AVAILABLE DATA: Begin
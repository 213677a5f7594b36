//! Core tensor types and fundamental operations

use std::{
    fmt::{self, Debug, Display},
    iter::Sum,
    ops::{Add, AddAssign, Div, Mul, Neg, Sub, SubAssign},
};
use serde::{Deserialize, Serialize};

use crate::error::{MetricError, MetricResult};

/// Compile-time rank with const generics for type safety
#[derive(Debug, Clone, Copy, PartialEq, Eq)]
pub struct Shape<const DIMS: usize> {
    pub dims: [usize; DIMS],
}

impl<const DIMS: usize> Shape<DIMS> {
    pub fn new(dims: [usize; DIMS]) -> Self {
        Self { dims }
    }

    pub fn total_elements(&self) -> usize {
        self.dims.iter().product()
    }

    /// A shape is valid when no axis is empty
    pub fn is_valid(&self) -> bool {
        self.dims.iter().all(|&d| d > 0)
    }

    pub fn as_slice(&self) -> &[usize] {
        &self.dims
    }
}

impl Shape<1> {
    pub fn len(&self) -> usize { self.dims[0] }
    pub fn is_empty(&self) -> bool { self.dims[0] == 0 }
}

impl Shape<2> {
    pub fn rows(&self) -> usize { self.dims[0] }
    pub fn cols(&self) -> usize { self.dims[1] }
}

/// Embedding sets are laid out as (batch, count, dim)
impl Shape<3> {
    pub fn batch(&self) -> usize { self.dims[0] }
    pub fn count(&self) -> usize { self.dims[1] }
    pub fn dim(&self) -> usize { self.dims[2] }
}

impl<const DIMS: usize> Display for Shape<DIMS> {
    fn fmt(&self, f: &mut fmt::Formatter<'_>) -> fmt::Result {
        write!(f, "[{}]", self.dims.iter()
            .map(|d| d.to_string())
            .collect::<Vec<_>>()
            .join(", "))
    }
}

/// Floating point data types supported by the loss kernels
#[derive(Debug, Clone, Copy, PartialEq, Eq, Hash, Serialize, Deserialize)]
pub enum DType {
    F32,
    F64,
}

impl DType {
    /// Get the size in bytes of this data type
    pub const fn size(&self) -> usize {
        match self {
            DType::F32 => 4,
            DType::F64 => 8,
        }
    }

    pub fn name(&self) -> &'static str {
        match self {
            DType::F32 => "float32",
            DType::F64 => "float64",
        }
    }
}

/// Scalar element stored in a [`Tensor`].
pub trait Element:
    Copy
    + Default
    + Debug
    + Display
    + PartialOrd
    + Send
    + Sync
    + Sum
    + Add<Output = Self>
    + Sub<Output = Self>
    + Mul<Output = Self>
    + Div<Output = Self>
    + Neg<Output = Self>
    + AddAssign
    + SubAssign
    + 'static
{
    const DTYPE: DType;

    fn zero() -> Self;
    fn one() -> Self;
    fn from_f64(value: f64) -> Self;
    fn to_f64(self) -> f64;
    fn is_finite(self) -> bool;

    fn from_usize(value: usize) -> Self {
        Self::from_f64(value as f64)
    }

    fn two() -> Self {
        Self::one() + Self::one()
    }

    fn max_of(self, other: Self) -> Self {
        if other > self { other } else { self }
    }

    fn abs(self) -> Self {
        if self < Self::zero() { -self } else { self }
    }
}

macro_rules! impl_element {
    ($ty:ty, $dtype:expr) => {
        impl Element for $ty {
            const DTYPE: DType = $dtype;

            #[inline]
            fn zero() -> Self { 0.0 }
            #[inline]
            fn one() -> Self { 1.0 }
            #[inline]
            fn from_f64(value: f64) -> Self { value as $ty }
            #[inline]
            fn to_f64(self) -> f64 { self as f64 }
            #[inline]
            fn is_finite(self) -> bool { <$ty>::is_finite(self) }
        }
    };
}

impl_element!(f32, DType::F32);
impl_element!(f64, DType::F64);

/// Dense row-major tensor with a compile-time rank
#[derive(Clone, PartialEq)]
pub struct Tensor<T: Element, const DIMS: usize> {
    data: Vec<T>,
    shape: Shape<DIMS>,
}

impl<T: Element, const DIMS: usize> Tensor<T, DIMS> {
    /// Zero-filled tensor
    pub fn zeros(shape: Shape<DIMS>) -> Self {
        Self {
            data: vec![T::zero(); shape.total_elements()],
            shape,
        }
    }

    /// Fill every flat index with `f(index)`
    pub fn from_fn(shape: Shape<DIMS>, f: impl FnMut(usize) -> T) -> Self {
        Self {
            data: (0..shape.total_elements()).map(f).collect(),
            shape,
        }
    }

    /// Create from a flat row-major vector
    pub fn from_vec(data: Vec<T>, shape: Shape<DIMS>) -> MetricResult<Self> {
        if data.len() != shape.total_elements() {
            return Err(MetricError::shape_error(
                &format!("{} elements for shape {}", shape.total_elements(), shape),
                &format!("{} elements", data.len()),
                None,
            ));
        }
        Ok(Self { data, shape })
    }

    pub fn shape(&self) -> Shape<DIMS> {
        self.shape
    }

    pub fn dtype(&self) -> DType {
        T::DTYPE
    }

    pub fn numel(&self) -> usize {
        self.data.len()
    }

    pub fn as_slice(&self) -> &[T] {
        &self.data
    }

    pub fn as_slice_mut(&mut self) -> &mut [T] {
        &mut self.data
    }

    /// Euclidean norm of the flattened tensor
    pub fn l2_norm(&self) -> f64 {
        self.data.iter().map(|v| v.to_f64() * v.to_f64()).sum::<f64>().sqrt()
    }

    /// Largest element-wise absolute difference to a tensor of the same shape
    pub fn max_abs_diff(&self, other: &Self) -> MetricResult<f64> {
        if self.shape != other.shape {
            return Err(MetricError::shape_error(
                &self.shape.to_string(),
                &other.shape.to_string(),
                None,
            ));
        }
        Ok(self
            .data
            .iter()
            .zip(other.data.iter())
            .map(|(a, b)| (a.to_f64() - b.to_f64()).abs())
            .fold(0.0, f64::max))
    }
}

impl<T: Element> Tensor<T, 1> {
    pub fn get(&self, index: usize) -> T {
        self.data[index]
    }
}

impl<T: Element> Tensor<T, 2> {
    pub fn row(&self, row: usize) -> &[T] {
        let cols = self.shape.cols();
        &self.data[row * cols..(row + 1) * cols]
    }

    pub fn row_mut(&mut self, row: usize) -> &mut [T] {
        let cols = self.shape.cols();
        &mut self.data[row * cols..(row + 1) * cols]
    }

    pub fn get(&self, row: usize, col: usize) -> T {
        self.data[row * self.shape.cols() + col]
    }

    /// Build from one inner vector per row; every row must have the same length
    pub fn from_rows(rows: Vec<Vec<T>>) -> MetricResult<Self> {
        let cols = rows.first().map(Vec::len).unwrap_or(0);
        let shape = Shape::new([rows.len(), cols]);
        let mut data = Vec::with_capacity(shape.total_elements());
        for (i, row) in rows.into_iter().enumerate() {
            if row.len() != cols {
                return Err(MetricError::shape_error(
                    &format!("{} columns in row {}", cols, i),
                    &format!("{} columns", row.len()),
                    Some("nested input must be rectangular"),
                ));
            }
            data.extend(row);
        }
        Self::from_vec(data, shape)
    }
}

impl<T: Element> Tensor<T, 3> {
    /// Embedding vector `item` of batch row `batch`
    pub fn vector(&self, batch: usize, item: usize) -> &[T] {
        let dim = self.shape.dim();
        let start = (batch * self.shape.count() + item) * dim;
        &self.data[start..start + dim]
    }

    pub fn vector_mut(&mut self, batch: usize, item: usize) -> &mut [T] {
        let dim = self.shape.dim();
        let start = (batch * self.shape.count() + item) * dim;
        &mut self.data[start..start + dim]
    }

    /// Build from `[batch][count][dim]` nested vectors
    pub fn from_nested(nested: Vec<Vec<Vec<T>>>) -> MetricResult<Self> {
        let count = nested.first().map(Vec::len).unwrap_or(0);
        let dim = nested
            .first()
            .and_then(|items| items.first())
            .map(Vec::len)
            .unwrap_or(0);
        let shape = Shape::new([nested.len(), count, dim]);
        let mut data = Vec::with_capacity(shape.total_elements());
        for (b, items) in nested.into_iter().enumerate() {
            if items.len() != count {
                return Err(MetricError::shape_error(
                    &format!("{} embeddings in batch row {}", count, b),
                    &format!("{} embeddings", items.len()),
                    Some("nested input must be rectangular"),
                ));
            }
            for (i, vector) in items.into_iter().enumerate() {
                if vector.len() != dim {
                    return Err(MetricError::shape_error(
                        &format!("dim {} at [{}][{}]", dim, b, i),
                        &format!("dim {}", vector.len()),
                        Some("nested input must be rectangular"),
                    ));
                }
                data.extend(vector);
            }
        }
        Self::from_vec(data, shape)
    }
}

impl<T: Element, const DIMS: usize> Debug for Tensor<T, DIMS> {
    fn fmt(&self, f: &mut fmt::Formatter<'_>) -> fmt::Result {
        f.debug_struct("Tensor")
            .field("shape", &self.shape)
            .field("dtype", &self.dtype())
            .field("data", &self.data)
            .finish()
    }
}

#[cfg(test)]
mod tests {
    use super::*;

    #[test]
    fn test_shape_creation() {
        let shape = Shape::new([2, 3, 4]);
        assert_eq!(shape.total_elements(), 24);
        assert!(shape.is_valid());
        assert_eq!((shape.batch(), shape.count(), shape.dim()), (2, 3, 4));
        assert_eq!(shape.to_string(), "[2, 3, 4]");
    }

    #[test]
    fn test_shape_with_empty_axis_is_invalid() {
        assert!(!Shape::new([2, 0, 4]).is_valid());
    }

    #[test]
    fn test_tensor_from_vec_checks_length() {
        let ok = Tensor::<f32, 2>::from_vec(vec![1.0, 2.0, 3.0, 4.0], Shape::new([2, 2]));
        assert!(ok.is_ok());

        let err = Tensor::<f32, 2>::from_vec(vec![1.0, 2.0, 3.0], Shape::new([2, 2]));
        assert!(matches!(err, Err(MetricError::ShapeError(_))));
    }

    #[test]
    fn test_from_nested_layout() {
        let t = Tensor::<f64, 3>::from_nested(vec![
            vec![vec![1.0, 2.0], vec![3.0, 4.0]],
            vec![vec![5.0, 6.0], vec![7.0, 8.0]],
        ])
        .unwrap();
        assert_eq!(t.shape(), Shape::new([2, 2, 2]));
        assert_eq!(t.vector(1, 0), &[5.0, 6.0]);
        assert_eq!(t.vector(0, 1), &[3.0, 4.0]);
    }

    #[test]
    fn test_from_nested_rejects_ragged() {
        let err = Tensor::<f64, 3>::from_nested(vec![
            vec![vec![1.0, 2.0]],
            vec![vec![5.0]],
        ]);
        assert!(matches!(err, Err(MetricError::ShapeError(_))));
    }

    #[test]
    fn test_norm_and_diff() {
        let a = Tensor::<f64, 1>::from_vec(vec![3.0, 4.0], Shape::new([2])).unwrap();
        let b = Tensor::<f64, 1>::from_vec(vec![3.0, 3.5], Shape::new([2])).unwrap();
        assert!((a.l2_norm() - 5.0).abs() < 1e-12);
        assert!((a.max_abs_diff(&b).unwrap() - 0.5).abs() < 1e-12);
    }

    #[test]
    fn test_dtype_features() {
        assert_eq!(<f32 as Element>::DTYPE.size(), 4);
        assert_eq!(<f64 as Element>::DTYPE.name(), "float64");
    }
}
AVAILABLE DATA: End
## [PROBLEM DETAILS]
Copy each line of the records above that carries the word "Deserialize".

## [ANSWER TO THE EXERCISE]
use serde::{Deserialize, Serialize};
#[derive(Debug, Clone, Copy, PartialEq, Eq, Hash, Serialize, Deserialize)]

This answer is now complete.